A obra multimédia que selecionei é intitulada de “The Rolling Skull” ou “The Tale of the Skull”, de Seth Price, apresentada inicialmente como uma “story – telling performance”, em Ocularis, no ano de 2002. Já o vídeo, trata um conjunto de filmagens realizadas pós “9/11” guardadas para eventual uso. “The tale of the Skull” pertence ao Lp Honesty, AVA records. A sua obra corresponde à coexistência dos novos media com a arte, baseando-se em formas de reprodução, na qual o consumidor é receptor, de forma a fragmentar a heterotopia cultural através de um trabalho tecnológico, que permite uma mudança na relação consumidor – produtor.

Price, um artista multifacetado usa a música, o vídeo, a performance, escritos e filmes, remediando-os para a sua arte, pondo em prática temas e questões que lhe parecem relevantes ou com os quais se relaciona.
Obras, inicialmente, individuais (performance + conjunto de filmagens), mais tarde fundidas que, com alguns elementos adicionais resultam em “The Rolling Skull”, onde o artista apresenta um trabalho híbrido, característica desta época, neste caso através da vídeo-performance, na qual o “sujeito” são tanto as filmagens apresentadas como a voz pesada e pausada que as acompanha numa narrativa, um tanto horrífica, um tanto cinematográfica, que pode talvez ser considerada quase como uma alegoria aos conflitos do médio oriente.

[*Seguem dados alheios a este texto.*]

use std::path::PathBuf;

use anyhow::{anyhow, Result};
use chrono::{Duration, NaiveDate, Utc};
use clap::{Parser, Subcommand};
use reddit_client::RedditClient;
use redscrape::{output, Harvester};
use redscrape_core::classifier::KeywordClassifier;
use redscrape_core::config::AppConfig;
use redscrape_core::export::ExportFormat;
use redscrape_core::pipeline::CollectionRequest;
use redscrape_core::{Category, CoreError, ErrorExt, FilterKind};
use tracing_subscriber::EnvFilter;

const DEFAULT_LOG_FILTER: &str = "redscrape=info,reddit_client=info,redscrape_core=info";
const VERBOSE_LOG_FILTER: &str = "redscrape=debug,reddit_client=debug,redscrape_core=debug";
const DEFAULT_RANGE_DAYS: i64 = 7;

#[derive(Parser)]
#[command(name = "redscrape", version, about = "Collect and classify Reddit posts")]
struct Cli {
    #[arg(long, global = true, help = "TOML config file (environment variables take precedence)")]
    config: Option<PathBuf>,

    #[arg(long, short = 'v', global = true, help = "Debug logging unless RUST_LOG is set")]
    verbose: bool,

    #[command(subcommand)]
    command: Commands,
}

#[derive(Subcommand)]
enum Commands {
    #[command(about = "Collect posts from one or more subreddits")]
    Posts {
        #[arg(required = true, help = "Subreddit names, with or without the r/ prefix")]
        subreddits: Vec<String>,
        #[arg(long, help = "all, last-week, last-month, last-year or date-range")]
        filter: Option<FilterKind>,
        #[arg(long, help = "First day of a date range (YYYY-MM-DD)")]
        start: Option<NaiveDate>,
        #[arg(long, help = "Last day of a date range (YYYY-MM-DD)")]
        end: Option<NaiveDate>,
        #[arg(long, default_value = "csv", help = "csv or json")]
        format: ExportFormat,
        #[arg(long, default_value = ".", help = "Directory for exported files")]
        output: PathBuf,
    },
    #[command(about = "Collect one post and all of its comments by URL")]
    Thread {
        url: String,
        #[arg(long, default_value = "csv", help = "csv or json")]
        format: ExportFormat,
        #[arg(long, default_value = ".", help = "Directory for exported files")]
        output: PathBuf,
    },
    #[command(about = "Classify a title and optional body without contacting Reddit")]
    Classify { title: String, body: Option<String> },
}

#[tokio::main]
async fn main() -> Result<()> {
    let cli = Cli::parse();
    init_tracing(cli.verbose);

    let classifier = KeywordClassifier::standard()?;

    if let Commands::Classify { title, body } = &cli.command {
        let card = classifier.score(title, body.as_deref().unwrap_or(""));
        let result = card.result();
        println!("{} ({:.2})", result.category, result.confidence);
        for category in Category::SCORED {
            let score = card.score(category);
            if score > 0 {
                println!("  {}: {}", category, score);
            }
        }
        return Ok(());
    }

    let config = AppConfig::load(cli.config.as_deref()).map_err(|e| {
        let error = CoreError::from(e);
        error.log_error();
        anyhow!(error.user_friendly_message())
    })?;
    tracing::debug!("Loaded configuration: {:?}", config);

    let client = RedditClient::from_config(&config)?;
    let harvester = Harvester::new(client, classifier, config.cache_ttl);

    match cli.command {
        Commands::Posts {
            subreddits,
            filter,
            start,
            end,
            format,
            output,
        } => {
            let (filter, start, end) = date_arguments(filter, start, end);
            let mut failures = 0;
            for subreddit in subreddits {
                let request = CollectionRequest::new(subreddit.clone(), filter).with_dates(start, end);
                let collection = harvester.posts(&request, Utc::now()).await;

                for warning in &collection.warnings {
                    eprintln!("warning: {}", warning);
                }
                if let Some(error) = &collection.error {
                    eprintln!("r/{}: {}", subreddit, error.user_friendly_message());
                    failures += 1;
                    continue;
                }

                println!("r/{}: fetched {} posts", subreddit, collection.len());
                if let Some(path) =
                    output::write_posts(&output, &subreddit, format, &collection.records)?
                {
                    println!("  wrote {}", path.display());
                }
            }
            if failures > 0 {
                return Err(anyhow!("{} subreddit request(s) failed", failures));
            }
        }
        Commands::Thread {
            url,
            format,
            output,
        } => {
            let thread = harvester.thread(&url).await;
            if let Some(error) = &thread.error {
                return Err(anyhow!(error.user_friendly_message()));
            }
            println!("Fetched post with {} comments", thread.comments.len());
            for path in output::write_thread(&output, format, &thread)? {
                println!("  wrote {}", path.display());
            }
        }
        Commands::Classify { .. } => {}
    }

    Ok(())
}

fn init_tracing(verbose: bool) {
    let default_filter = if verbose {
        VERBOSE_LOG_FILTER
    } else {
        DEFAULT_LOG_FILTER
    };
    let filter =
        EnvFilter::try_from_default_env().unwrap_or_else(|_| EnvFilter::new(default_filter));

    tracing_subscriber::fmt()
        .with_env_filter(filter)
        .with_writer(std::io::stderr)
        .init();
}

/// Explicit dates imply a date range; a date range without dates covers the
/// last week up to today.
fn date_arguments(
    filter: Option<FilterKind>,
    start: Option<NaiveDate>,
    end: Option<NaiveDate>,
) -> (FilterKind, Option<NaiveDate>, Option<NaiveDate>) {
    let filter = filter.unwrap_or(if start.is_some() || end.is_some() {
        FilterKind::DateRange
    } else {
        FilterKind::All
    });
    if filter != FilterKind::DateRange {
        return (filter, None, None);
    }

    let today = Utc::now().date_naive();
    let end = end.unwrap_or(today);
    let start = start.unwrap_or(end - Duration::days(DEFAULT_RANGE_DAYS));
    (filter, Some(start), Some(end))
}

Um tema que, nos dias de hoje está, dia após dia, a definir o curso de uma história que insiste em repetir-se.

Este vídeo vem apoiar a teoria de Kittler, no sentido em que “o media” é a mensagem, na relação entre a história da tecnologia e o corpo. O despertar das nossas emoções acontece enquanto visualizamos este mini vídeo, que apura e intensifica os nossos sentidos básicos, já que temos que ouvir, ver e interpretar em simultâneo.
A cultura chega até nós e nós chegamos até à cultura, esta é a lógica.
“In much contemporary art and culture, the intensive concept of a “deep” meaning has been replaced by the extensive concept of networks, nodes that link to other nodes in all directions”.